I personally thought that the output should be 2, if you got to this point, I guess you too.
Now lets dive a bit deeper.

The name f is overloaded by the two function templates void f(T) and void f(T*). Note that overload resolution only considers the function templates, not the explicit specialisation void f<>(int*)! For overload resolution, first we deduce the template arguments for each function template, and get T = int * for the first one, and T = int for the second.

Both function templates are viable, but which one is best? According to [over.match.best]§16.3.3¶1, a function template is a better match than another function template if it's more specialised:

a viable function F1 is defined to be a better function than another viable function F2 if (...) the function template for F1 is more specialized than the template for F2 according to the partial ordering rules described in 17.5.6.2

The process of partial ordering is a bit long to quote here, and not key to this question. But in summary, anything accepted by f(T*) would also be accepted by f(T), but not the other way around. So f(T*) is more specialised.

Now we know that the function template void f(T*) is selected by overload resolution, and we can start thinking about specialisations.

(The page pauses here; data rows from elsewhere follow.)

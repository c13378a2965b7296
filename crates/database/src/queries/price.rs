use chrono::{DateTime, Local};
use model::{
    location::Location,
    price::{PriceObservation, PriceStatistics},
    WithId,
};
use price_tracking::database::Result;
use sqlx::{Executor, Postgres};
use utility::id::Id;

use crate::data_model::price::{ObservationRow, ObservationStationRow};

use super::convert_error;

pub async fn latest_row<'c, E>(
    executor: E,
    location: Id<Location>,
) -> Result<Option<ObservationRow>>
where
    E: Executor<'c, Database = Postgres>,
{
    sqlx::query_as(
        "
        SELECT
            id, location_id, datetime,
            min_amount, max_amount, average_amount, median_amount
        FROM
            price_observations
        WHERE location_id = $1
        ORDER BY datetime DESC, id DESC
        LIMIT 1;
        ",
    )
    .bind(location.raw())
    .fetch_optional(executor)
    .await
    .map_err(convert_error)
}

pub async fn station_links<'c, E>(
    executor: E,
    observation: Id<PriceObservation>,
) -> Result<Vec<i64>>
where
    E: Executor<'c, Database = Postgres>,
{
    sqlx::query_scalar(
        "
        SELECT station_id
        FROM price_observation_stations
        WHERE observation_id = $1
        ORDER BY station_id;
        ",
    )
    .bind(observation.raw())
    .fetch_all(executor)
    .await
    .map_err(convert_error)
}

/// Inserts the observation row itself; the timestamp is assigned by the
/// database at insert time.
pub async fn insert<'c, E>(
    executor: E,
    location: Id<Location>,
    stats: &PriceStatistics,
) -> Result<ObservationRow>
where
    E: Executor<'c, Database = Postgres>,
{
    sqlx::query_as(
        "
        INSERT INTO price_observations(
            location_id,
            min_amount,
            max_amount,
            average_amount,
            median_amount
        )
        VALUES ($1, $2, $3, $4, $5)
        RETURNING
            id, location_id, datetime,
            min_amount, max_amount, average_amount, median_amount;
        ",
    )
    .bind(location.raw())
    .bind(stats.min_amount)
    .bind(stats.max_amount)
    .bind(stats.average_amount)
    .bind(stats.median_amount)
    .fetch_one(executor)
    .await
    .map_err(convert_error)
}

pub async fn link_station<'c, E>(
    executor: E,
    observation: Id<PriceObservation>,
    station: i64,
) -> Result<()>
where
    E: Executor<'c, Database = Postgres>,
{
    sqlx::query(
        "
        INSERT INTO price_observation_stations(observation_id, station_id)
        VALUES ($1, $2)
        ON CONFLICT DO NOTHING;
        ",
    )
    .bind(observation.raw())
    .bind(station)
    .execute(executor)
    .await
    .map_err(convert_error)
    .map(|_| ())
}

/// All observations of a location from `cutoff` on (or all of them), with
/// their station links, ordered by ascending datetime.
pub async fn since<'c, E>(
    executor: E,
    location: Id<Location>,
    cutoff: Option<DateTime<Local>>,
) -> Result<Vec<WithId<PriceObservation>>>
where
    E: Executor<'c, Database = Postgres>,
{
    sqlx::query_as(
        "
        SELECT
            o.id, o.location_id, o.datetime,
            o.min_amount, o.max_amount, o.average_amount, o.median_amount,
            l.station_id
        FROM
            price_observations o
            LEFT JOIN price_observation_stations l ON l.observation_id = o.id
        WHERE
            o.location_id = $1
            AND ($2::timestamptz IS NULL OR o.datetime >= $2)
        ORDER BY o.datetime ASC, o.id ASC, l.station_id ASC;
        ",
    )
    .bind(location.raw())
    .bind(cutoff)
    .fetch_all(executor)
    .await
    .map_err(convert_error)
    .map(|rows: Vec<ObservationStationRow>| {
        crate::data_model::price::gather(rows)
    })
}
//! Raw response shapes of the E-Control API.

use model::location::FuelType;
use serde::Deserialize;

/// One element of the station search response.
#[derive(Debug, Clone, Deserialize)]
#[serde(rename_all = "camelCase")]
pub struct GasStationEntry {
    pub id: i64,
    // Some stations come without a name; a display name is derived from the
    // address during parsing.
    #[serde(default)]
    pub name: Option<String>,
    pub location: StationLocation,
    // Closed stations are returned with an empty price list.
    #[serde(default)]
    pub prices: Vec<FuelPrice>,
}

#[derive(Debug, Clone, Deserialize)]
#[serde(rename_all = "camelCase")]
pub struct StationLocation {
    pub address: String,
    pub postal_code: String,
    pub city: String,
    pub latitude: f64,
    pub longitude: f64,
}

#[derive(Debug, Clone, Deserialize)]
#[serde(rename_all = "camelCase")]
pub struct FuelPrice {
    pub fuel_type: FuelType,
    pub amount: f64,
}

/// Structured body the API sends along with non-2xx responses.
#[derive(Debug, Clone, Deserialize)]
#[serde(rename_all = "camelCase")]
pub struct ApiErrorBody {
    pub code: i32,
    pub name: String,
    pub exception_message: String,
}
pub mod base_url;
pub mod current_user;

Which of the function templates is void f<>(int*) a specialisation of? [temp.expl.spec]§17.7.3¶3:

A declaration of a function template (...) being explicitly specialized shall precede the declaration of the explicit specialization.

So the explicit specialisation void f<>(int*) is a specialisation of void f(T), since that's the only function template declaration that precedes it. Overload resolution however selected the other function template, void f(T*), and we instead call an implicitly instantiated a specialisation of that, printing 3.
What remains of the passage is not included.